The right way to manage a remote team is to have easily defined metrics that are averaged over a month or more... not a week. Coders for example will have some dynamite days or weeks, and other times spent days just spinning on one problem. However, when averaged over a decent period of time they show actual value to the company. And the onus is upon the manager to... you know... manage. Instead of just filling out an Excel spreadsheet once a week for your upper management you can take the time to look at the metrics to identify where someone might be having a problem and actually then approach them to see if they need assistance. This method of management is sorely lacking in much of Corporate America because quite frankly it requires work on the part of the mid-manager... said mid-manager probably just wants to have something once a week that can be copy-pasted into an Excel spreadsheet.

I'll say that I manage a remote team and my team consistently exceeds its target quarter over quarter. My team spans most of the MidWest. If I asked for these kinds of reports then I know of at least two of my team members who would either go to another group or quit the company entirely in a heartbeat... and these two just happen to be two of my highest producers.

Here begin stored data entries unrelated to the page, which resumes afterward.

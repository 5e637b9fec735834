//! Tree of renderable HTML nodes.
//!
//! A node either holds text directly (leaf) or is entirely the
//! concatenation of its children's renderings (parent). Nodes are
//! immutable once built; each parent exclusively owns its children.

use crate::error::RenderError;

/// Tags whose content comes entirely from attributes and which render
/// without a closing tag.
const VOID_TAGS: &[&str] = &["img", "br", "hr"];

#[derive(Debug, Clone, PartialEq, Eq)]
pub enum HtmlNode {
    Leaf {
        tag: Option<String>,
        value: Option<String>,
        attrs: Vec<(String, String)>,
    },
    Parent {
        tag: String,
        children: Vec<HtmlNode>,
        attrs: Vec<(String, String)>,
    },
}

impl HtmlNode {
    /// Untagged leaf: renders as its raw text.
    pub fn text(value: impl Into<String>) -> Self {
        HtmlNode::Leaf {
            tag: None,
            value: Some(value.into()),
            attrs: Vec::new(),
        }
    }

    /// Tagged leaf with text content.
    pub fn leaf(tag: impl Into<String>, value: impl Into<String>) -> Self {
        HtmlNode::Leaf {
            tag: Some(tag.into()),
            value: Some(value.into()),
            attrs: Vec::new(),
        }
    }

    /// Tagged leaf with text content and attributes.
    pub fn leaf_with_attrs(
        tag: impl Into<String>,
        value: impl Into<String>,
        attrs: Vec<(String, String)>,
    ) -> Self {
        HtmlNode::Leaf {
            tag: Some(tag.into()),
            value: Some(value.into()),
            attrs,
        }
    }

    /// Void-element leaf: no text content, rendered from attributes alone.
    pub fn void(tag: impl Into<String>, attrs: Vec<(String, String)>) -> Self {
        HtmlNode::Leaf {
            tag: Some(tag.into()),
            value: None,
            attrs,
        }
    }

    /// Parent node wrapping a sequence of children.
    pub fn parent(tag: impl Into<String>, children: Vec<HtmlNode>) -> Self {
        HtmlNode::Parent {
            tag: tag.into(),
            children,
            attrs: Vec::new(),
        }
    }

    /// Serialize this node (and its subtree) to HTML text.
    ///
    /// Children render in order, depth-first. Text content is emitted
    /// verbatim; no HTML escaping is performed.
    pub fn render(&self) -> Result<String, RenderError> {
        match self {
            HtmlNode::Leaf { tag, value, attrs } => match (tag, value) {
                (None, Some(value)) => Ok(value.clone()),
                (Some(tag), Some(value)) => {
                    Ok(format!("<{tag}{}>{value}</{tag}>", render_attrs(attrs)))
                }
                (Some(tag), None) if VOID_TAGS.contains(&tag.as_str()) => {
                    Ok(format!("<{tag}{}>", render_attrs(attrs)))
                }
                _ => Err(RenderError::MissingValue),
            },
            HtmlNode::Parent {
                tag,
                children,
                attrs,
            } => {
                if tag.is_empty() {
                    return Err(RenderError::MissingTag);
                }
                if children.is_empty() {
                    return Err(RenderError::MissingChildren);
                }
                let mut out = format!("<{tag}{}>", render_attrs(attrs));
                for child in children {
                    out.push_str(&child.render()?);
                }
                out.push_str(&format!("</{tag}>"));
                Ok(out)
            }
        }
    }
}

/// Render attributes as ` name='value'` pairs in insertion order.
/// An empty attribute list renders as the empty string.
fn render_attrs(attrs: &[(String, String)]) -> String {
    let mut out = String::new();
    for (name, value) in attrs {
        out.push_str(&format!(" {name}='{value}'"));
    }
    out
}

If you have to micromanage like you have shown here, then you're a shit manager who doesn't know how to hire properly or manage a team and you should be fired.

Comment Re:Stealth Layoff (Score 1) 303

This is however really the most demented way to do it, because only those that are good at what they do (and hence have other prospects) will leave. The ones staying will include all that have no prospects. Do this several times and you may as well close down the department and re-start from scratch.

>

You actually nailed it on the head. Once the department is full of the mid-tier and low-tier employees and all the good ones have departed, IBM (or other large company) can turn around to lobby the government for more H1-B's because they "... can't hire good people in the USA". Then at some point they outsource the entire department to India. Rinse and repeat with the next department they want to offshore.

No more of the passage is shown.